Habían pasado dos semanas y Enda no había vuelto a saber de Keith Williams. Su magullado corazón se recuperaba en un hospital de campaña, como en cualquier otra guerra. Tampoco había tomado contacto con ningún otro compañero de la facultad porque pensaba que quizá todos estuviesen al corriente de lo que pasó, y ella ahora fuese un marimacho más y ya no la linda y risueña Enda Berger a la que todos apreciaban. Se equivocaba de todas, todas. La pobre Keith ya tenía bastante con su temerosa marejada de identidad sexual. Amaba a Enda tanto como la odiaba por los mismos motivos. La vida es así a veces. Volvería a Gales atormentada y nunca se volverían a ver. Se casaría y tendría dos niños. Y haría el amor con su marido siempre con la luz apagada para poder imaginar, de vez en cuando, a Enda Berger descubriendo su piel y olfateando su carne. Por el contrario, Enda tan sólo la odiaría desde lo más profundo. Desde tan profundo como un solo beso.
Un sábado de Julio, con la ciudad de Dublín a rebosar de turistas italianos y españoles, en su mayoría, Enda Berger se disponía, ya un poco más animada, a salir a tomar el almuerzo, leer la prensa, tumbarse en el parque y rematar con unas compras en Grafton Street como cualquier otra dublinesa. Estaba ya a punto de salir de casa cuando vio el aviso del servicio postal a punto de caer en el olvido del hueco que había entre el mueble y la pared. Lo tomó en sus manos y decidió comprobar de qué se trataba.
La O’Connell Street estaba intransitable. La marea humana que la recorre arriba y abajo durante todo el invierno, se convierte en verano en un estorbo mucho más pegajoso y torpe. Casi una inclemencia más contra la que luchar del peculiar clima de la ciudad. Llegó a la oficina postal que hay frente al Spire.
—Señorita, firme aquí —el empleado de correos no disimulaba la mala gana con que había acudido a trabajar aquel sábado. Maldecía en voz baja a cada usuario que entraba por la puerta.
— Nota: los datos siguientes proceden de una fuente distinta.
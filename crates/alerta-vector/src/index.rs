//! Append-only in-memory vector index
//!
//! Vectors are stored contiguously (one row of `dimension` floats per
//! document) and searched exhaustively by inner product, which equals
//! cosine similarity when the embedding gateway returns unit vectors.
//!
//! The index grows without bound: there is no eviction and no capacity
//! limit, so the whole corpus stays searchable for the session.

use alerta_core::{AlertaError, Document, Result, SourceRecord};
use std::cmp::Ordering;
use std::sync::Arc;
use tokio::sync::{RwLock, RwLockReadGuard};

/// Inner product of two equally sized vectors
pub fn dot(a: &[f32], b: &[f32]) -> f32 {
    a.iter().zip(b.iter()).map(|(x, y)| x * y).sum()
}

/// A search hit: index position and similarity to the query
#[derive(Debug, Clone, Copy, PartialEq)]
pub struct Neighbor {
    pub id: u64,
    pub score: f32,
}

/// Exact inner-product index with positionally aligned documents
#[derive(Debug, Default, Clone)]
pub struct VectorIndex {
    /// Fixed by the first successful insertion
    dimension: Option<usize>,
    /// Row-major storage, `documents.len() * dimension` floats
    data: Vec<f32>,
    documents: Vec<Document>,
}

impl VectorIndex {
    /// Create an empty index; the dimension is set by the first `add`
    pub fn new() -> Self {
        Self::default()
    }

    pub fn len(&self) -> usize {
        self.documents.len()
    }

    pub fn is_empty(&self) -> bool {
        self.documents.is_empty()
    }

    /// Vector dimension, once known
    pub fn dimension(&self) -> Option<usize> {
        self.dimension
    }

    /// Append a batch of vectors with their records
    ///
    /// The whole batch is validated before anything is written, so a
    /// rejected call leaves the index untouched. Returns the assigned ids.
    pub fn add(&mut self, vectors: Vec<Vec<f32>>, records: Vec<SourceRecord>) -> Result<Vec<u64>> {
        if vectors.len() != records.len() {
            return Err(AlertaError::LengthMismatch {
                vectors: vectors.len(),
                documents: records.len(),
            });
        }
        let Some(first) = vectors.first() else {
            return Ok(Vec::new());
        };

        let expected = self.dimension.unwrap_or(first.len());
        if expected == 0 {
            return Err(AlertaError::DimensionMismatch {
                expected: 1,
                actual: 0,
            });
        }
        if let Some(bad) = vectors.iter().find(|v| v.len() != expected) {
            return Err(AlertaError::DimensionMismatch {
                expected,
                actual: bad.len(),
            });
        }

        let start = self.documents.len() as u64;
        self.dimension = Some(expected);
        self.data.reserve(vectors.len() * expected);
        self.documents.reserve(records.len());

        for (offset, (vector, record)) in vectors.into_iter().zip(records).enumerate() {
            self.data.extend_from_slice(&vector);
            self.documents
                .push(Document::from_record(start + offset as u64, record));
        }

        Ok((start..self.documents.len() as u64).collect())
    }

    /// The `k` nearest vectors by inner product, best first
    ///
    /// Ties keep the lower position first. Asking for more than the index
    /// holds returns everything.
    pub fn search(&self, query: &[f32], k: usize) -> Result<Vec<Neighbor>> {
        let Some(dimension) = self.dimension else {
            return Ok(Vec::new());
        };
        if query.len() != dimension {
            return Err(AlertaError::DimensionMismatch {
                expected: dimension,
                actual: query.len(),
            });
        }

        let mut hits: Vec<Neighbor> = self
            .rows()
            .enumerate()
            .map(|(i, row)| Neighbor {
                id: i as u64,
                score: dot(row, query),
            })
            .collect();

        // Stable sort keeps ascending positions among equal scores
        hits.sort_by(|a, b| b.score.partial_cmp(&a.score).unwrap_or(Ordering::Equal));
        hits.truncate(k);
        Ok(hits)
    }

    /// Raw vector stored at `id`
    pub fn reconstruct(&self, id: u64) -> Result<&[f32]> {
        let dimension = self.dimension.unwrap_or(0);
        let position = self.position(id)?;
        Ok(&self.data[position * dimension..(position + 1) * dimension])
    }

    /// Document stored at `id`
    pub fn document(&self, id: u64) -> Result<&Document> {
        let position = self.position(id)?;
        Ok(&self.documents[position])
    }

    /// All documents in insertion order
    pub fn documents(&self) -> &[Document] {
        &self.documents
    }

    /// All stored vectors in insertion order
    pub fn rows(&self) -> impl Iterator<Item = &[f32]> {
        // chunks_exact panics on zero, and an empty index has no rows anyway
        self.data.chunks_exact(self.dimension.unwrap_or(1).max(1))
    }

    fn position(&self, id: u64) -> Result<usize> {
        usize::try_from(id)
            .ok()
            .filter(|&p| p < self.documents.len())
            .ok_or_else(|| AlertaError::NotFound(format!("document {id}")))
    }
}

// ============================================================================
// Shared Handle
// ============================================================================

/// Shared handle to a session's index
///
/// Writers are serialized by the write lock and each batch is appended
/// while it is held, so readers never observe half of a batch.
#[derive(Debug, Clone, Default)]
pub struct IndexHandle {
    inner: Arc<RwLock<VectorIndex>>,
}

impl IndexHandle {
    /// Handle to a fresh empty index
    pub fn new() -> Self {
        Self::default()
    }

    /// Wrap an existing index
    pub fn from_index(index: VectorIndex) -> Self {
        Self {
            inner: Arc::new(RwLock::new(index)),
        }
    }

    /// Append a batch atomically with respect to readers
    pub async fn add(&self, vectors: Vec<Vec<f32>>, records: Vec<SourceRecord>) -> Result<Vec<u64>> {
        let mut index = self.inner.write().await;
        let ids = index.add(vectors, records)?;
        tracing::debug!(added = ids.len(), total = index.len(), "Index extended");
        Ok(ids)
    }

    /// Consistent read view of the index
    pub async fn read(&self) -> RwLockReadGuard<'_, VectorIndex> {
        self.inner.read().await
    }

    pub async fn len(&self) -> usize {
        self.inner.read().await.len()
    }

    pub async fn is_empty(&self) -> bool {
        self.inner.read().await.is_empty()
    }

    /// Whether two handles point at the same index
    pub fn same_index(&self, other: &Self) -> bool {
        Arc::ptr_eq(&self.inner, &other.inner)
    }
}

// ============================================================================
// Tests
// ============================================================================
Enda Berger leyó el telegrama internacional antes de salir de la estafeta: Hola. Soy un abogado español contratado para este cometido…
Lo repasó con la vista un par de veces. Le dio la vuelta buscando más información que no encontró y salió de allí pensativa. Tomó el almuerzo en una terraza frente al Río Liffey, leyó la prensa sentada en el muelle, se tumbó un rato en el parque de Saint Stephen’s Green e hizo algunas compras. A las seis y media estaba entrando en su casa. Se preparó una taza de Barry’s Tea y se sentó frente al ordenador. Abrió el correo electrónico y seleccionó crear un nuevo mensaje. Copió en el destinatario la dirección de correo electrónico que aparecía en el telegrama y se puso a escribir. Después pulsó enviar.